I was grateful to re-visit, via video tape,some of Stephanie’s early work, much of which I saw in the 80s, when I started to be involved in the scene. Stephanie was an influence, “ahead” of me, already an integral part of the downtown dance world centered at Danspace, the Kitchen, PS 122 at the time I was just starting to make work. Upon being invited to visit us here, Stephanie had asked me whether she was coming to”history in the making” as an influence herself or as a teller of her own influences. She wisely did a bit of both, but what I remember now, so tardy in posting here, is how seeing her work and those of her peers opened my mind as to what performance could be, as well the kind of community that could exist around it, when I was just starting out to make work. Here’s something recently said at a PS 122 event by honoree Ishmael Houston-Jones that brought me back to that time:
“…the best thing about PS 122 was that it was not about solitary individuals. Rather, it was about forming a new kind of community, or a new kind of gathering of tribes; a new kind of family. A family that offered a new model for a home for performance. And we were so fucking pretentiously hardcore in those days, we’d only call it “performance.” Never performance art, not experimental theater, not post-modern dance. And we never referred to the space as a theater. No, we were doing “performance” in our “space” – even when our space had no heat on the weekends, the lights were clip-ons and the sound system was a boom box. We were forming a new kind of performance family to make new kinds of work.”
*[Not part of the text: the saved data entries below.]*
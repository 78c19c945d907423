//! Registry of (topic, handler) subscriptions.

use crate::bus::{BusToken, PubSubBus};
use crate::error::{Error, Result};
use crate::types::{HandlerKey, Subscriber, Topic};
use parking_lot::RwLock;
use std::collections::HashMap;
use std::sync::Arc;
use tracing::{debug, info};

/// Wraps a [`PubSubBus`] so that (topic, handler) registration is
/// duplicate-checked and reversible.
///
/// The registry exclusively owns the bus tokens; callers identify a
/// subscription by its `(Topic, HandlerKey)` pair and never see a token.
/// Registering an already-active pair or cancelling a missing one is a
/// programmer error and fails immediately, not a condition to retry.
pub struct SubscriptionRegistry {
    /// handler key → topic → bus token.
    buckets: RwLock<HashMap<HandlerKey, HashMap<Topic, BusToken>>>,
    bus: Arc<dyn PubSubBus>,
}

impl SubscriptionRegistry {
    pub fn new(bus: Arc<dyn PubSubBus>) -> Self {
        Self {
            buckets: RwLock::new(HashMap::new()),
            bus,
        }
    }

    /// Register a batch of (topic, subscriber) pairs, in order.
    ///
    /// Fails on the first pair whose `(handler key, topic)` is already
    /// active. Pairs before the failing one stay registered; pairs after it
    /// are not attempted.
    pub fn set_subs(&self, pairs: impl IntoIterator<Item = (Topic, Subscriber)>) -> Result<()> {
        for (topic, subscriber) in pairs {
            self.set_sub(topic, subscriber)?;
        }
        Ok(())
    }

    /// Register a single (topic, subscriber) pair.
    pub fn set_sub(&self, topic: Topic, subscriber: Subscriber) -> Result<()> {
        let key = subscriber.key().clone();

        {
            let buckets = self.buckets.read();
            if buckets.get(&key).is_some_and(|b| b.contains_key(&topic)) {
                return Err(Error::DuplicateSubscription {
                    topic,
                    handler: key,
                });
            }
        }

        let token = self.bus.subscribe(topic.clone(), subscriber);
        debug!(topic = %topic, handler = %key, "subscription registered");

        self.buckets
            .write()
            .entry(key)
            .or_default()
            .insert(topic, token);
        Ok(())
    }

    /// Cancel one (topic, handler) subscription.
    ///
    /// The handler's bucket is dropped entirely once its last topic is
    /// cancelled, so the key is immediately reusable.
    pub fn cancel_sub(&self, topic: &Topic, key: &HandlerKey) -> Result<()> {
        let token = {
            let mut buckets = self.buckets.write();
            let Some(bucket) = buckets.get_mut(key) else {
                return Err(Error::SubscriptionNotFound {
                    topic: topic.clone(),
                    handler: key.clone(),
                });
            };
            let Some(token) = bucket.remove(topic) else {
                return Err(Error::SubscriptionNotFound {
                    topic: topic.clone(),
                    handler: key.clone(),
                });
            };
            if bucket.is_empty() {
                buckets.remove(key);
            }
            token
        };

        self.bus.unsubscribe(token);
        debug!(topic = %topic, handler = %key, "subscription cancelled");
        Ok(())
    }

    /// Cancel every subscription for a handler, across all topics.
    ///
    /// Idempotent: a handler with no active subscriptions is a no-op.
    pub fn cancel_function(&self, key: &HandlerKey) {
        let removed = self.bus.unsubscribe_key(key);
        self.buckets.write().remove(key);
        debug!(handler = %key, removed, "handler cancelled");
    }

    /// Whether `(topic, key)` is currently registered.
    pub fn is_subscribed(&self, topic: &Topic, key: &HandlerKey) -> bool {
        self.buckets
            .read()
            .get(key)
            .is_some_and(|b| b.contains_key(topic))
    }

    /// Number of active subscriptions across all handlers.
    pub fn subscription_count(&self) -> usize {
        self.buckets.read().values().map(|b| b.len()).sum()
    }

    /// Diagnostic dump of the bucket structure.
    pub fn log_subs(&self) {
        let buckets = self.buckets.read();
        let shape: HashMap<&HandlerKey, Vec<&Topic>> = buckets
            .iter()
            .map(|(key, bucket)| (key, bucket.keys().collect()))
            .collect();
        info!(subscriptions = ?shape, "subscription dump");
    }
}
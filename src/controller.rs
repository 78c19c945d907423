//! Composition root: owns the bus, the state store, the subscription
//! registry, the manifest, and the dataset cache, and runs the fetch/join
//! flows that drive them.

use crate::bus::{LocalBus, PubSubBus};
use crate::error::{Error, Result};
use crate::geojson::{join_overlay, FeatureCollection};
use crate::manifest::Manifest;
use crate::state::StateStore;
use crate::subscriptions::SubscriptionRegistry;
use crate::transport::Transport;
use parking_lot::RwLock;
use serde_json::{json, Value};
use std::collections::HashMap;
use std::sync::Arc;
use tracing::{debug, info, warn};

/// A dataset request: name plus optional path parameters.
#[derive(Clone, Debug, PartialEq, Eq)]
pub struct DataRequest {
    pub name: String,
    pub params: Vec<String>,
}

impl DataRequest {
    pub fn new(name: impl Into<String>) -> Self {
        Self {
            name: name.into(),
            params: Vec::new(),
        }
    }

    pub fn with_params(name: impl Into<String>, params: Vec<String>) -> Self {
        Self {
            name: name.into(),
            params,
        }
    }

    /// Cache key: the name, underscore-joined with any params.
    /// `crime` with params `["all", "ward"]` caches as `crime_all_ward`.
    pub fn cache_key(&self) -> String {
        if self.params.is_empty() {
            self.name.clone()
        } else {
            format!("{}_{}", self.name, self.params.join("_"))
        }
    }
}

/// The application's coordination hub.
///
/// Rendering code never touches the cache or the bus directly: it wires
/// handlers through [`subs`](Controller::subs) and reacts to the milestone
/// keys the controller sets (`dataLoaded.*`, `joinedToGeo.*`).
pub struct Controller {
    bus: Arc<LocalBus>,
    state: Arc<StateStore>,
    subs: SubscriptionRegistry,
    manifest: Manifest,
    transport: Box<dyn Transport>,
    collection: RwLock<HashMap<String, Arc<Value>>>,
}

impl Controller {
    pub fn new(manifest: Manifest, transport: Box<dyn Transport>) -> Self {
        let bus = Arc::new(LocalBus::new());
        let state = Arc::new(StateStore::new(bus.clone() as Arc<dyn PubSubBus>));
        let subs = SubscriptionRegistry::new(bus.clone() as Arc<dyn PubSubBus>);
        Self {
            bus,
            state,
            subs,
            manifest,
            transport,
            collection: RwLock::new(HashMap::new()),
        }
    }

    pub fn bus(&self) -> Arc<LocalBus> {
        Arc::clone(&self.bus)
    }

    pub fn state(&self) -> Arc<StateStore> {
        Arc::clone(&self.state)
    }

    pub fn subs(&self) -> &SubscriptionRegistry {
        &self.subs
    }

    /// A cached dataset, if present.
    pub fn dataset(&self, cache_key: &str) -> Option<Arc<Value>> {
        self.collection.read().get(cache_key).cloned()
    }

    /// Fetch a dataset, or return it from cache.
    ///
    /// On a fresh fetch the result is cached and `dataLoaded.<cache key>`
    /// is set to `true`, which broadcasts to any wired handlers. A failed
    /// fetch is logged and returned without touching cache or state, so
    /// the dataset is never marked loaded on error. Concurrent requests for
    /// the same not-yet-cached key each fetch; last write wins.
    pub fn get_data(&self, request: &DataRequest) -> Result<Arc<Value>> {
        let cache_key = request.cache_key();

        if let Some(cached) = self.collection.read().get(&cache_key) {
            debug!(dataset = %cache_key, "cache hit");
            return Ok(Arc::clone(cached));
        }

        let meta = self.manifest.meta(&request.name)?;
        let url = meta.url(&request.name, &request.params);
        info!(dataset = %cache_key, url = %url, "fetching");

        let data = self.transport.fetch(&url).map_err(|e| {
            warn!(dataset = %cache_key, error = %e, "fetch failed");
            e
        })?;

        let data = Arc::new(data);
        self.collection
            .write()
            .insert(cache_key.clone(), Arc::clone(&data));
        self.state.set_state(format!("dataLoaded.{cache_key}"), json!(true));
        Ok(data)
    }

    /// Join a cached overlay onto a cached zone layer.
    ///
    /// Expects `<overlay>_all_<grouping>` and `<active_layer>` to be in the
    /// cache (fetched via [`get_data`](Controller::get_data)). The joined
    /// collection replaces the cached layer, then
    /// `joinedToGeo.<overlay>-<active_layer>` records the join parameters.
    pub fn join_to_geojson(
        &self,
        overlay: &str,
        grouping: &str,
        active_layer: &str,
    ) -> Result<()> {
        let data_key = format!("{overlay}_all_{grouping}");
        let overlay_data = self
            .dataset(&data_key)
            .ok_or_else(|| Error::DatasetNotLoaded(data_key.clone()))?;
        let items = overlay_data
            .get("items")
            .and_then(Value::as_array)
            .ok_or_else(|| Error::MissingField {
                dataset: data_key.clone(),
                field: "items".to_string(),
            })?;

        let layer_data = self
            .dataset(active_layer)
            .ok_or_else(|| Error::DatasetNotLoaded(active_layer.to_string()))?;
        let mut collection: FeatureCollection =
            serde_json::from_value(Value::clone(&layer_data))?;

        let joined = join_overlay(&mut collection, overlay, items);
        debug!(overlay, grouping, active_layer, joined, "overlay joined");

        self.collection.write().insert(
            active_layer.to_string(),
            Arc::new(serde_json::to_value(&collection)?),
        );

        self.state.set_state(
            format!("joinedToGeo.{overlay}-{active_layer}"),
            json!({
                "overlay": overlay,
                "grouping": grouping,
                "activeLayer": active_layer,
            }),
        );
        Ok(())
    }
}
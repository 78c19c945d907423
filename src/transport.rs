//! Fetch layer: resolves a dataset URL to parsed JSON.

use crate::error::{Error, Result};
use serde_json::Value;
use std::time::Duration;

/// Asynchronous-completion fetch, rendered as a blocking call site: the
/// caller runs it off the main thread and feeds the result back through
/// the state store.
pub trait Transport: Send + Sync {
    fn fetch(&self, url: &str) -> Result<Value>;
}

/// HTTP transport over a blocking reqwest client.
pub struct HttpTransport {
    client: reqwest::blocking::Client,
}

impl HttpTransport {
    /// Build a transport with the given request timeout.
    pub fn new(timeout: Duration) -> Result<Self> {
        let client = reqwest::blocking::Client::builder()
            .timeout(timeout)
            .build()
            .map_err(|e| Error::Fetch {
                url: String::new(),
                reason: format!("failed to build HTTP client: {e}"),
            })?;
        Ok(Self { client })
    }
}

impl Transport for HttpTransport {
    fn fetch(&self, url: &str) -> Result<Value> {
        let response = self.client.get(url).send().map_err(|e| Error::Fetch {
            url: url.to_string(),
            reason: e.to_string(),
        })?;

        let status = response.status();
        if !status.is_success() {
            return Err(Error::Fetch {
                url: url.to_string(),
                reason: format!("HTTP {status}"),
            });
        }

        response.json().map_err(|e| Error::Fetch {
            url: url.to_string(),
            reason: format!("invalid JSON body: {e}"),
        })
    }
}
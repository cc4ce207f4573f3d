//! Remote session contracts
//!
//! Concrete FTP/SFTP clients live outside this crate; the pool and the
//! caching factory only rely on these traits.

use std::io::{self, Read, Write};
use std::sync::Arc;

/// A handle to one live remote connection capable of file-style operations.
///
/// I/O-bearing operations fail with an [`io::Error`] on transport failure.
pub trait Session: Send {
    /// Directory entry type returned by [`Session::list`]
    type Entry;

    fn remove(&self, path: &str) -> io::Result<bool>;

    fn list(&self, path: &str) -> io::Result<Vec<Self::Entry>>;

    fn list_names(&self, path: &str) -> io::Result<Vec<String>>;

    /// Copy the remote file at `path` into `sink`
    fn read(&self, path: &str, sink: &mut dyn Write) -> io::Result<()>;

    /// Store everything readable from `source` at `path`
    fn write(&self, source: &mut dyn Read, path: &str) -> io::Result<()>;

    fn rename(&self, from: &str, to: &str) -> io::Result<()>;

    fn mkdir(&self, path: &str) -> io::Result<bool>;

    fn exists(&self, path: &str) -> io::Result<bool>;

    /// Check the connection. Never fails; any error while checking means `false`.
    fn is_open(&self) -> bool;

    /// Open a streaming read. Must be followed by [`Session::finalize_raw`]
    /// before the session is used again.
    fn read_raw(&self, path: &str) -> io::Result<Box<dyn Read + Send>>;

    fn finalize_raw(&self) -> io::Result<bool>;

    /// Disconnect.
    fn close(&mut self) -> io::Result<()>;
}

/// Produces sessions
pub trait SessionFactory: Send + Sync {
    type Session: Session;

    fn get_session(&self) -> io::Result<Self::Session>;

    /// Factories that multiplex one physical session across callers return
    /// `Some` here so a cache reset can drop that session explicitly.
    /// Callers query it once and keep the handle.
    fn shared_session_capability(&self) -> Option<Arc<dyn SharedSessionCapable>> {
        None
    }
}

/// Optional capability of factories that hand out a shared session
pub trait SharedSessionCapable: Send + Sync {
    /// Whether a shared session is currently in use
    fn is_shared_session(&self) -> bool;

    /// Close and forget the shared session; the next request opens a new one
    fn reset_shared_session(&self);
}
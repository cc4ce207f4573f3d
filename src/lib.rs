//! # remote_session_pool
//!
//! Session caching for remote file transfer clients (FTP, SFTP and the like).
//! Borrowing a cached session avoids reconnecting for every transfer.
//!
//! ## Features
//!
//! - Generic blocking [`ResourcePool`] with lazy creation, staleness checks
//!   and eviction callbacks
//! - Optional size limit with a configurable wait timeout
//! - [`CachingSessionFactory`] that wraps any [`SessionFactory`]
//! - Epoch-based cache reset: idle sessions close at once, in-use sessions
//!   close when released
//! - Explicit reset of shared (multiplexed) sessions
//! - Automatic release of handles via RAII (Drop trait)
//! - Metrics, Prometheus export and health snapshots
//!
//! ## Quick Start
//!
//! ```rust
//! use remote_session_pool::{PoolConfiguration, PoolResult, ResourcePool};
//!
//! let pool = ResourcePool::new(
//!     PoolConfiguration::new().with_max_pool_size(4),
//!     || -> PoolResult<String> { Ok("connection".to_string()) },
//!     |conn: &String| conn.is_empty(),
//!     |conn: String| println!("closing {}", conn),
//! );
//!
//! let conn = pool.acquire().unwrap();
//! pool.release(conn);
//! assert_eq!(pool.idle_count(), 1);
//! ```

mod caching;
mod config;
mod epoch;
mod errors;
mod health;
mod metrics;
mod pool;
mod session;

pub use caching::{CachedSession, CachingSessionFactory};
pub use config::PoolConfiguration;
pub use epoch::{EpochClock, MonotonicClock};
pub use errors::{PoolError, PoolResult};
pub use health::HealthStatus;
pub use metrics::{MetricsExporter, PoolMetrics};
pub use pool::ResourcePool;
pub use session::{Session, SessionFactory, SharedSessionCapable};
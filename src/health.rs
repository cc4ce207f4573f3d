//! Health snapshot for resource pools

/// Health status of a resource pool
///
/// # Examples
///
/// ```
/// use remote_session_pool::HealthStatus;
///
/// let health = HealthStatus::new(1, 1, 4, 0);
/// assert!(health.is_healthy());
/// assert_eq!(health.idle_resources, 1);
///
/// let saturated = HealthStatus::new(0, 4, 4, 2);
/// assert!(!saturated.is_healthy());
/// assert_eq!(saturated.warning_count, 2);
/// ```
#[derive(Debug, Clone)]
#[cfg_attr(feature = "metrics", derive(serde::Serialize))]
pub struct HealthStatus {
    /// Whether the pool is healthy
    pub is_healthy: bool,

    /// Number of warnings detected
    pub warning_count: usize,

    /// Share of capacity in use (0.0 to 1.0); 0.0 for unbounded pools
    pub utilization: f64,

    /// Idle resources count
    pub idle_resources: usize,

    /// Borrowed resources count
    pub active_resources: usize,

    /// Callers blocked waiting for a resource
    pub waiting_callers: usize,

    /// Total capacity (0 = unbounded)
    pub total_capacity: usize,

    /// Warning messages
    pub warnings: Vec<String>,
}

impl HealthStatus {
    /// Create a new health status
    pub fn new(idle: usize, active: usize, capacity: usize, waiting: usize) -> Self {
        let utilization = if capacity > 0 {
            active as f64 / capacity as f64
        } else {
            0.0
        };

        let mut warnings = Vec::new();
        let mut is_healthy = true;

        if utilization > 0.9 {
            warnings.push(format!("High utilization: {:.1}%", utilization * 100.0));
            is_healthy = false;
        }

        if waiting > 0 {
            warnings.push(format!("{} caller(s) waiting for a resource", waiting));
            is_healthy = false;
        }

        Self {
            is_healthy,
            warning_count: warnings.len(),
            utilization,
            idle_resources: idle,
            active_resources: active,
            waiting_callers: waiting,
            total_capacity: capacity,
            warnings,
        }
    }

    /// Check if the pool is healthy
    pub fn is_healthy(&self) -> bool {
        self.is_healthy
    }
}
impl<T> Drop for ResourcePool<T> {
    fn drop(&mut self) {
        // Idle resources released after the owner's shutdown still need teardown
        let idle: Vec<T> = self.state.get_mut().idle.drain(..).collect();
        if !idle.is_empty() {
            debug!(count = idle.len(), "evicting idle resources on pool drop");
        }
        for resource in idle {
            (self.on_evict)(resource);
        }
    }
}

impl<T> std::fmt::Debug for ResourcePool<T> {
    fn fmt(&self, f: &mut std::fmt::Formatter<'_>) -> std::fmt::Result {
        let state = self.state.lock();
        f.debug_struct("ResourcePool")
            .field("capacity", &state.capacity)
            .field("allocated", &state.allocated)
            .field("idle", &state.idle.len())
            .field("waiting", &state.waiting)
            .finish_non_exhaustive()
    }
}

#[cfg(test)]
mod tests {
    use super::*;
    use crossbeam::channel;
    use std::sync::Arc;
    use std::sync::atomic::{AtomicBool, AtomicUsize, Ordering};
    use std::thread;

    struct Counters {
        next_id: AtomicUsize,
        evicted: Mutex<Vec<usize>>,
    }

    fn counting_pool(
        config: PoolConfiguration,
        stale: impl Fn(&usize) -> bool + Send + Sync + 'static,
    ) -> (Arc<ResourcePool<usize>>, Arc<Counters>) {
        let counters = Arc::new(Counters {
            next_id: AtomicUsize::new(0),
            evicted: Mutex::new(Vec::new()),
        });
        let create_counters = Arc::clone(&counters);
        let evict_counters = Arc::clone(&counters);
        let pool = ResourcePool::new(
            config,
            move || Ok(create_counters.next_id.fetch_add(1, Ordering::SeqCst)),
            stale,
            move |id| evict_counters.evicted.lock().push(id),
        );
        (Arc::new(pool), counters)
    }

    #[test]
    fn test_release_makes_resource_reusable() {
        let (pool, counters) = counting_pool(PoolConfiguration::default(), |_| false);

        let first = pool.acquire().unwrap();
        pool.release(first);
        assert_eq!(pool.idle_count(), 1);

        let again = pool.acquire().unwrap();
        assert_eq!(again, first);
        assert_eq!(counters.next_id.load(Ordering::SeqCst), 1);
        assert_eq!(pool.active_count(), 1);
    }

    #[test]
    fn test_unbounded_pool_creates_on_demand() {
        let (pool, _) = counting_pool(PoolConfiguration::unbounded(), |_| false);
        let borrowed: Vec<_> = (0..50).map(|_| pool.acquire().unwrap()).collect();
        assert_eq!(pool.allocated_count(), 50);
        for id in borrowed {
            pool.release(id);
        }
        assert_eq!(pool.idle_count(), 50);
    }

    #[test]
    fn test_stale_idle_resource_is_evicted_once() {
        let (pool, counters) = counting_pool(PoolConfiguration::default(), |id| *id == 0);

        let first = pool.acquire().unwrap();
        assert_eq!(first, 0);
        pool.release(first);

        let next = pool.acquire().unwrap();
        assert_eq!(next, 1);
        assert_eq!(*counters.evicted.lock(), vec![0]);
        assert_eq!(pool.allocated_count(), 1);
        assert_eq!(pool.get_metrics().stale_evictions, 1);
    }

    #[test]
    fn test_stale_check_skips_to_next_good_idle_resource() {
        let (pool, counters) = counting_pool(PoolConfiguration::default(), |id| *id % 2 == 0);
        let borrowed: Vec<_> = (0..4).map(|_| pool.acquire().unwrap()).collect();
        for id in borrowed {
            pool.release(id);
        }

        assert_eq!(pool.acquire().unwrap(), 1);
        assert_eq!(*counters.evicted.lock(), vec![0]);
        assert_eq!(pool.acquire().unwrap(), 3);
        assert_eq!(*counters.evicted.lock(), vec![0, 2]);
        assert_eq!(counters.next_id.load(Ordering::SeqCst), 4);
    }

    #[test]
    fn test_acquire_times_out_at_capacity() {
        let config = PoolConfiguration::new()
            .with_max_pool_size(1)
            .with_wait_timeout(Duration::from_millis(50));
        let (pool, _) = counting_pool(config, |_| false);

        let held = pool.acquire().unwrap();
        let started = Instant::now();
        let err = pool.acquire().unwrap_err();

        assert!(matches!(err, PoolError::PoolExhausted(t) if t == Duration::from_millis(50)));
        assert!(started.elapsed() >= Duration::from_millis(50));
        assert_eq!(pool.allocated_count(), 1);
        assert_eq!(pool.get_metrics().exhausted_events, 1);
        assert_eq!(pool.get_metrics().waiting_callers, 0);

        pool.release(held);
        assert_eq!(pool.acquire().unwrap(), held);
    }

    #[test]
    fn test_blocked_acquire_receives_released_resource() {
        let config = PoolConfiguration::new()
            .with_max_pool_size(1)
            .with_wait_timeout(Duration::from_secs(5));
        let (pool, counters) = counting_pool(config, |_| false);

        let held = pool.acquire().unwrap();
        let (tx, rx) = channel::bounded(1);
        let waiter_pool = Arc::clone(&pool);
        let waiter = thread::spawn(move || {
            let got = waiter_pool.acquire();
            tx.send(()).unwrap();
            got
        });

        assert!(rx.recv_timeout(Duration::from_millis(100)).is_err());
        pool.release(held);
        rx.recv_timeout(Duration::from_secs(5)).unwrap();

        assert_eq!(waiter.join().unwrap().unwrap(), held);
        assert_eq!(counters.next_id.load(Ordering::SeqCst), 1);
    }

    #[test]
    fn test_capacity_never_exceeded_under_contention() {
        let config = PoolConfiguration::new()
            .with_max_pool_size(3)
            .with_wait_timeout(Duration::from_secs(10));
        let (pool, _) = counting_pool(config, |_| false);
        let in_use = Arc::new(AtomicUsize::new(0));
        let peak = Arc::new(AtomicUsize::new(0));

        let workers: Vec<_> = (0..8)
            .map(|_| {
                let pool = Arc::clone(&pool);
                let in_use = Arc::clone(&in_use);
                let peak = Arc::clone(&peak);
                thread::spawn(move || {
                    for _ in 0..50 {
                        let id = pool.acquire().unwrap();
                        let now = in_use.fetch_add(1, Ordering::SeqCst) + 1;
                        peak.fetch_max(now, Ordering::SeqCst);
                        thread::yield_now();
                        in_use.fetch_sub(1, Ordering::SeqCst);
                        pool.release(id);
                    }
                })
            })
            .collect();
        for worker in workers {
            worker.join().unwrap();
        }

        assert!(peak.load(Ordering::SeqCst) <= 3);
        assert!(pool.allocated_count() <= 3);
        assert_eq!(pool.active_count(), 0);
    }

    #[test]
    fn test_create_failure_rolls_back_reservation() {
        let fail = Arc::new(AtomicBool::new(true));
        let should_fail = Arc::clone(&fail);
        let pool = ResourcePool::new(
            PoolConfiguration::new().with_max_pool_size(1),
            move || {
                if should_fail.load(Ordering::SeqCst) {
                    Err(PoolError::create_failed(std::io::Error::other("connect refused")))
                } else {
                    Ok(7u32)
                }
            },
            |_| false,
            |_| {},
        );

        assert!(matches!(pool.acquire(), Err(PoolError::CreateFailed(_))));
        assert_eq!(pool.allocated_count(), 0);

        fail.store(false, Ordering::SeqCst);
        assert_eq!(pool.acquire().unwrap(), 7);
    }

    #[test]
    fn test_remove_idle_leaves_borrowed_resources() {
        let (pool, counters) = counting_pool(PoolConfiguration::new().with_max_pool_size(3), |_| false);
        let a = pool.acquire().unwrap();
        let b = pool.acquire().unwrap();
        let c = pool.acquire().unwrap();
        pool.release(a);
        pool.release(b);

        pool.remove_idle();

        assert_eq!(pool.idle_count(), 0);
        assert_eq!(pool.active_count(), 1);
        assert_eq!(*counters.evicted.lock(), vec![a, b]);

        pool.release(c);
        assert_eq!(pool.idle_count(), 1);
    }

    #[test]
    fn test_discard_frees_slot_without_idling() {
        let config = PoolConfiguration::new()
            .with_max_pool_size(1)
            .with_wait_timeout(Duration::ZERO);
        let (pool, counters) = counting_pool(config, |_| false);

        let first = pool.acquire().unwrap();
        assert!(pool.acquire().is_err());
        pool.discard(first);

        assert_eq!(pool.idle_count(), 0);
        assert!(counters.evicted.lock().is_empty());
        assert_eq!(pool.acquire().unwrap(), 1);
        assert_eq!(pool.get_metrics().total_discarded, 1);
    }

    #[test]
    fn test_shrink_evicts_on_release() {
        let (pool, counters) = counting_pool(PoolConfiguration::new().with_max_pool_size(3), |_| false);
        let borrowed: Vec<_> = (0..3).map(|_| pool.acquire().unwrap()).collect();

        pool.resize(1);
        assert_eq!(pool.allocated_count(), 3);

        for id in borrowed {
            pool.release(id);
        }
        assert_eq!(*counters.evicted.lock(), vec![0, 1]);
        assert_eq!(pool.idle_count(), 1);
        assert_eq!(pool.allocated_count(), 1);
    }

    #[test]
    fn test_grow_wakes_waiter() {
        let config = PoolConfiguration::new()
            .with_max_pool_size(1)
            .with_wait_timeout(Duration::from_secs(5));
        let (pool, _) = counting_pool(config, |_| false);
        let _held = pool.acquire().unwrap();

        let waiter_pool = Arc::clone(&pool);
        let waiter = thread::spawn(move || waiter_pool.acquire());
        while pool.health_status().waiting_callers == 0 {
            thread::yield_now();
        }
        assert!(!pool.health_status().is_healthy());

        pool.resize(2);
        assert_eq!(waiter.join().unwrap().unwrap(), 1);
    }

    #[test]
    fn test_drop_evicts_resources_released_late() {
        let (pool, counters) = counting_pool(PoolConfiguration::default(), |_| false);
        let borrowed = pool.acquire().unwrap();
        let owner = Arc::clone(&pool);

        pool.remove_idle();
        drop(pool);
        owner.release(borrowed);
        assert!(counters.evicted.lock().is_empty());

        drop(owner);
        assert_eq!(*counters.evicted.lock(), vec![borrowed]);
    }

    #[test]
    fn test_panicking_create_frees_reservation() {
        let calls = Arc::new(AtomicUsize::new(0));
        let create_calls = Arc::clone(&calls);
        let pool = ResourcePool::new(
            PoolConfiguration::new()
                .with_max_pool_size(1)
                .with_wait_timeout(Duration::ZERO),
            move || {
                if create_calls.fetch_add(1, Ordering::SeqCst) == 0 {
                    panic!("connect blew up");
                }
                Ok(5u32)
            },
            |_| false,
            |_| {},
        );

        let outcome = std::panic::catch_unwind(std::panic::AssertUnwindSafe(|| pool.acquire()));
        assert!(outcome.is_err());
        assert_eq!(pool.allocated_count(), 0);
        assert_eq!(pool.acquire().unwrap(), 5);
    }

    #[test]
    fn test_panicking_stale_check_frees_slot() {
        let panic_once = Arc::new(AtomicBool::new(true));
        let check = Arc::clone(&panic_once);
        let (pool, counters) = counting_pool(
            PoolConfiguration::new()
                .with_max_pool_size(1)
                .with_wait_timeout(Duration::ZERO),
            move |_| {
                if check.swap(false, Ordering::SeqCst) {
                    panic!("liveness check blew up");
                }
                false
            },
        );
        let first = pool.acquire().unwrap();
        pool.release(first);

        let outcome = std::panic::catch_unwind(std::panic::AssertUnwindSafe(|| pool.acquire()));
        assert!(outcome.is_err());
        assert_eq!(pool.allocated_count(), 0);

        assert_eq!(pool.acquire().unwrap(), 1);
        assert_eq!(counters.next_id.load(Ordering::SeqCst), 2);
    }

    #[test]
    fn test_health_and_metrics_agree_on_utilization() {
        let (pool, _) = counting_pool(PoolConfiguration::new().with_max_pool_size(4), |_| false);
        let a = pool.acquire().unwrap();
        let _b = pool.acquire().unwrap();
        pool.release(a);

        let health = pool.health_status();
        let metrics = pool.get_metrics();
        assert!((health.utilization - 0.25).abs() < f64::EPSILON);
        assert!((metrics.utilization - health.utilization).abs() < f64::EPSILON);
    }
}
Anyway I enjoyed the layeredness of time-traveling back to those years and that place—PS 122 was one of the places I first saw Stephanie’s work and also performed my own work—and then coming back to the PWNW in 2009 to directly experience how Stephanie has distilled all her experiences in dance, performance, video, writing and theater into techniques that bring us in to our body and jog our minds and subconscious loose.